Actually I just found this option too. If I replace the bulb with a 6700K, this should work well. 

http://www.bigalsonline.com/BigAlsU...life20aqualightpowercompactstriplight1x28watt


----------



## Hilde (May 19, 2008)

Here is a link explaining different types of lights


----------



## Homer_Simpson (May 10, 2007)

I am sure others will disagree me but I have learned to go what works for me rather than try and win popularity contests, I cannot speak for other peoples' experiences, but only mine. Based on my experience, I believe you could be setting yourself for long term issues you go anything over 20 watts total(2 watts/per gallon) on a 10 gallon without pressurized c02 injection.

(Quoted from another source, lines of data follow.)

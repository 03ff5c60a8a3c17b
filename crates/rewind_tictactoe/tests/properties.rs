//! Property-based tests for the engine.
//!
//! Random intent sequences are replayed against the engine and every
//! documented guarantee is checked after each step.

use proptest::prelude::*;
use rewind_tictactoe::invariants::{EngineInvariants, InvariantSet};
use rewind_tictactoe::rules::LINES;
use rewind_tictactoe::{
    BOARD_CELLS, Board, GameEngine, GameStatus, Intent, MoveOutcome, Player, Position, Session,
    Square, detect_winner,
};

// =============================================================================
// Strategies
// =============================================================================

fn arb_square() -> impl Strategy<Value = Square> {
    prop_oneof![
        Just(Square::Empty),
        Just(Square::Occupied(Player::X)),
        Just(Square::Occupied(Player::O)),
    ]
}

fn arb_board() -> impl Strategy<Value = Board> {
    proptest::array::uniform9(arb_square()).prop_map(Board::from_squares)
}

/// Intents within range, biased towards clicks.
fn arb_intent() -> impl Strategy<Value = Intent> {
    prop_oneof![
        1 => Just(Intent::Start),
        8 => (0usize..BOARD_CELLS).prop_map(Intent::Click),
        1 => Just(Intent::Reset),
        2 => (0usize..BOARD_CELLS + 1).prop_map(Intent::JumpTo),
    ]
}

fn apply(engine: &mut GameEngine, intent: Intent) {
    match intent {
        Intent::Start => engine.start(),
        Intent::Click(cell) => {
            engine.click(cell).unwrap();
        }
        Intent::Reset => {
            engine.reset();
        }
        Intent::JumpTo(step) => {
            if step < engine.history().len() {
                engine.jump_to(step).unwrap();
            } else {
                assert!(engine.jump_to(step).is_err());
            }
        }
    }
}

fn line_owner(board: &Board, line: [Position; 3]) -> Option<Player> {
    let [a, b, c] = line;
    let symbol = board.get(a).player()?;
    (board.get(b).player() == Some(symbol) && board.get(c).player() == Some(symbol))
        .then_some(symbol)
}

// =============================================================================
// Win detection
// =============================================================================

/// Every one of the 3^9 boards agrees with a direct scan of the line table.
#[test]
fn test_detect_winner_exhaustive() {
    let marks = [Square::Empty, Square::Occupied(Player::X), Square::Occupied(Player::O)];
    for code in 0..3usize.pow(BOARD_CELLS as u32) {
        let mut squares = [Square::Empty; BOARD_CELLS];
        let mut rest = code;
        for square in &mut squares {
            *square = marks[rest % 3];
            rest /= 3;
        }
        let board = Board::from_squares(squares);

        let expected = LINES
            .iter()
            .find_map(|line| line_owner(&board, *line).map(|p| (p, *line)));

        match (detect_winner(&board), expected) {
            (None, None) => {}
            (Some(win), Some((symbol, line))) => {
                assert_eq!(win.symbol, symbol);
                assert_eq!(win.line, line);
            }
            (got, want) => panic!("board {code}: got {got:?}, want {want:?}"),
        }
    }
}

proptest! {
    #[test]
    fn prop_winning_line_is_uniform_and_ascending(board in arb_board()) {
        if let Some(win) = detect_winner(&board) {
            let idx = win.indices();
            prop_assert!(idx[0] < idx[1] && idx[1] < idx[2]);
            for pos in win.line {
                prop_assert_eq!(board.get(pos), Square::Occupied(win.symbol));
            }
        } else {
            for line in LINES {
                prop_assert!(line_owner(&board, line).is_none());
            }
        }
    }

    #[test]
    fn prop_invariants_hold_for_any_sequence(intents in prop::collection::vec(arb_intent(), 0..60)) {
        let mut engine = GameEngine::new();
        for intent in intents {
            apply(&mut engine, intent);
            prop_assert!(EngineInvariants::check_all(&engine).is_ok());
        }
    }

    #[test]
    fn prop_click_on_concluded_game_keeps_history(intents in prop::collection::vec(arb_intent(), 0..60), cell in 0usize..BOARD_CELLS) {
        let mut engine = GameEngine::new();
        for intent in intents {
            apply(&mut engine, intent);
        }
        if engine.current_winner().is_some() {
            let len = engine.history().len();
            prop_assert!(!engine.click(cell).unwrap().is_placed());
            prop_assert_eq!(engine.history().len(), len);
        }
    }

    #[test]
    fn prop_click_never_overwrites(intents in prop::collection::vec(arb_intent(), 0..60), cell in 0usize..BOARD_CELLS) {
        let mut engine = GameEngine::new();
        for intent in intents {
            apply(&mut engine, intent);
        }
        let pos = Position::ALL[cell];
        let before = engine.current_board().get(pos);
        if before != Square::Empty {
            let outcome = engine.click(cell).unwrap();
            prop_assert!(matches!(outcome, MoveOutcome::Ignored(_)));
            prop_assert_eq!(engine.current_board().get(pos), before);
        }
    }

    #[test]
    fn prop_jump_then_click_truncates(intents in prop::collection::vec(arb_intent(), 0..60), pick in any::<prop::sample::Index>(), cell in 0usize..BOARD_CELLS) {
        let mut engine = GameEngine::new();
        engine.start();
        for intent in intents {
            apply(&mut engine, intent);
        }
        let k = pick.index(engine.history().len());
        let kept: Vec<Board> = engine.history().entries()[..=k].to_vec();

        engine.jump_to(k).unwrap();
        prop_assert_eq!(engine.x_is_next(), k % 2 == 0);

        if engine.click(cell).unwrap().is_placed() {
            prop_assert_eq!(engine.history().len(), k + 2);
            prop_assert_eq!(&engine.history().entries()[..=k], kept.as_slice());
        }
    }

    #[test]
    fn prop_one_round_scores_at_most_once(clicks in prop::collection::vec(0usize..BOARD_CELLS, 0..30), extra_resets in 0usize..3) {
        let mut session = Session::default();
        session.dispatch(Intent::Start).unwrap();
        for cell in clicks {
            session.dispatch(Intent::Click(cell)).unwrap();
        }
        let won = session.engine().game_status() == GameStatus::Winner;
        session.dispatch(Intent::Reset).unwrap();
        let total = session.engine().scores().total();
        prop_assert!(total <= 1);
        prop_assert_eq!(total == 1, won);

        for _ in 0..extra_resets {
            session.dispatch(Intent::Reset).unwrap();
        }
        prop_assert_eq!(session.engine().scores().total(), total);
    }
}
//! First-class invariants for the game engine.
//!
//! Each invariant is a logical property that must hold after every
//! operation. They are checked in debug builds and tested on their own.

use crate::rules::{detect_winner, is_draw, is_full};
use crate::{Board, FULL_HISTORY_LEN, GameEngine, GameStatus, Player, Position, Square};

/// A logical property that must hold for a given state.
pub trait Invariant<S> {
    /// Checks if the invariant holds for the given state.
    fn holds(state: &S) -> bool;

    /// Human-readable description of the invariant.
    fn description() -> &'static str;
}

/// Violation of an invariant.
#[derive(Debug, Clone, PartialEq, Eq)]
pub struct InvariantViolation {
    /// Description of the violated invariant.
    pub description: String,
}

impl InvariantViolation {
    /// Creates a new invariant violation.
    pub fn new(description: impl Into<String>) -> Self {
        Self {
            description: description.into(),
        }
    }
}

/// A set of invariants that can be checked together.
pub trait InvariantSet<S> {
    /// Checks all invariants in the set, collecting every violation.
    fn check_all(state: &S) -> Result<(), Vec<InvariantViolation>>;
}

impl<S, I1, I2> InvariantSet<S> for (I1, I2)
where
    I1: Invariant<S>,
    I2: Invariant<S>,
{
    fn check_all(state: &S) -> Result<(), Vec<InvariantViolation>> {
        let mut violations = Vec::new();

        if !I1::holds(state) {
            violations.push(InvariantViolation::new(I1::description()));
        }

        if !I2::holds(state) {
            violations.push(InvariantViolation::new(I2::description()));
        }

        if violations.is_empty() {
            Ok(())
        } else {
            Err(violations)
        }
    }
}

impl<S, I1, I2, I3, I4, I5> InvariantSet<S> for (I1, I2, I3, I4, I5)
where
    I1: Invariant<S>,
    I2: Invariant<S>,
    I3: Invariant<S>,
    I4: Invariant<S>,
    I5: Invariant<S>,
{
    fn check_all(state: &S) -> Result<(), Vec<InvariantViolation>> {
        let mut violations = Vec::new();

        if !I1::holds(state) {
            violations.push(InvariantViolation::new(I1::description()));
        }

        if !I2::holds(state) {
            violations.push(InvariantViolation::new(I2::description()));
        }

        if !I3::holds(state) {
            violations.push(InvariantViolation::new(I3::description()));
        }

        if !I4::holds(state) {
            violations.push(InvariantViolation::new(I4::description()));
        }

        if !I5::holds(state) {
            violations.push(InvariantViolation::new(I5::description()));
        }

        if violations.is_empty() {
            Ok(())
        } else {
            Err(violations)
        }
    }
}

/// Invariant: the viewed step points at an existing history entry.
pub struct StepInBounds;

impl Invariant<GameEngine> for StepInBounds {
    fn holds(engine: &GameEngine) -> bool {
        engine.current_step() < engine.history().len()
    }

    fn description() -> &'static str {
        "Current step is inside the history"
    }
}

/// Invariant: X is next exactly when an even number of moves are on the viewed board.
pub struct TurnMatchesStep;

impl Invariant<GameEngine> for TurnMatchesStep {
    fn holds(engine: &GameEngine) -> bool {
        engine.x_is_next() == (engine.current_step() % 2 == 0)
    }

    fn description() -> &'static str {
        "Turn flag matches the parity of the current step"
    }
}

/// Invariant: each entry adds exactly one mark to the one before it.
///
/// Entry `i` holds `i` marks, and the mark added at odd steps is X.
pub struct HistoryConsistent;

impl HistoryConsistent {
    fn extends(prev: &Board, next: &Board, step: usize) -> bool {
        let expected = if step % 2 == 1 { Player::X } else { Player::O };
        let added: Vec<Position> = Position::ALL
            .iter()
            .copied()
            .filter(|pos| prev.get(*pos) != next.get(*pos))
            .collect();

        matches!(added.as_slice(), [pos]
            if prev.is_empty(*pos) && next.get(*pos) == Square::Occupied(expected))
    }
}

impl Invariant<GameEngine> for HistoryConsistent {
    fn holds(engine: &GameEngine) -> bool {
        let entries = engine.history().entries();

        entries.first().is_some_and(|first| first.occupied() == 0)
            && entries
                .windows(2)
                .enumerate()
                .all(|(i, pair)| Self::extends(&pair[0], &pair[1], i + 1))
    }

    fn description() -> &'static str {
        "Each history entry adds one alternating mark to the previous entry"
    }
}

/// Invariant: nothing follows a winning entry.
pub struct FrozenAfterWin;

impl Invariant<GameEngine> for FrozenAfterWin {
    fn holds(engine: &GameEngine) -> bool {
        let entries = engine.history().entries();
        entries[..entries.len() - 1]
            .iter()
            .all(|board| detect_winner(board).is_none())
    }

    fn description() -> &'static str {
        "No history entry follows a won board"
    }
}

/// Invariant: the length-based status agrees with the latest board.
///
/// A full history means a full board, and `Draw` means a full board with
/// no line.
pub struct StatusMatchesBoard;

impl Invariant<GameEngine> for StatusMatchesBoard {
    fn holds(engine: &GameEngine) -> bool {
        let latest = engine.latest_board();
        (engine.history().len() == FULL_HISTORY_LEN) == is_full(latest)
            && (engine.game_status() == GameStatus::Draw) == is_draw(latest)
    }

    fn description() -> &'static str {
        "Game status agrees with the latest board"
    }
}

/// All engine invariants as a composable set.
pub type EngineInvariants = (
    StepInBounds,
    TurnMatchesStep,
    HistoryConsistent,
    FrozenAfterWin,
    StatusMatchesBoard,
);

/// Panics in debug builds if any engine invariant is broken.
pub fn assert_invariants(engine: &GameEngine) {
    #[cfg(debug_assertions)]
    if let Err(violations) = EngineInvariants::check_all(engine) {
        panic!("Engine invariants violated: {violations:?}");
    }
    #[cfg(not(debug_assertions))]
    let _ = engine;
}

When I had at total of 30 watts compact flurorescent lighting with a 10 gallon, things started off well, but within 3-6 months, I had all kinds of algae and that is with the tank being heavily planted, use of controversial anti-algae measures, DIY c02 and Excel dosing, good c02 diffusion, and even good fertilization. I never imagined that light could be at the root of the issue(s), but in a last ditch effort to save the tank, I replaced the two 15 watt compact sprial 6500K daylight bulbs with two 10 watt compact spiral compact 6500 I daylight bulbs. The algae pretty much receded, plants grow healthy and all was fine, until I again replaced the 2 `10 watt 6500K fluorescent bulbs with 2 13 watt compact fluorescent 6500K daylight bulbs. Before you knew it, I ended up with a Green Dust Algae bloom.

You can read more about my experiment here: 
http://azdhan.googlepages.com/thelostworld

My suggestion to you FWIW, is that if you have your heart set on the lights you posted, then consider pressurized c02 injection to avoid long term issues. Based on my experience, DIY c02 injection and or Excel dosing will not stave off long term issues. Otherwise, get yourself a canopy with incandescent fixtures and replace the incandesecent bulbs with 2 10 watt 6500K daylight fluroescent spiral bulbs(they are cheap $8 for two).

Just my 2 cents FWIW.


----------



## Hilde (May 19, 2008)

Homer_Simpson said:


> Just my 2 cents FWIW.


What does FWIW mean?

Oh, that reminds me of other info I have collected from others. 
*
Characins at aquascape*
*1.8wpg of T5 equals 2.34wpg of T12, and about 2.2wpg of T8*
*
SuperColey1 at aquascape-* *T12 lamps typically give out between 60 and 85 lumens per watt. T5HO typically puts out around 100 or just under as do T8*

*When we use reflectors there is always restrike. Therefore the thinner the tube the less restrike and another gain on usable light.*

*Basicly the wpg rule is based on T12 bulbs and is still an estimate.*
*The compacts give off more light than the T5 bulbs.
*


----------



## Homer_Simpson (May 10, 2007)

Hilde said:


> *What does FWIW mean?*
> 
> Oh, that reminds me of other info I have collected from others.
> *
> ...


FWIW
F--For
W--What
I--It's
W--Worth


----------



## bsmith (Jan 8, 2007)

Homer is 100% correct, you will be setting yourself up for failure without co2. 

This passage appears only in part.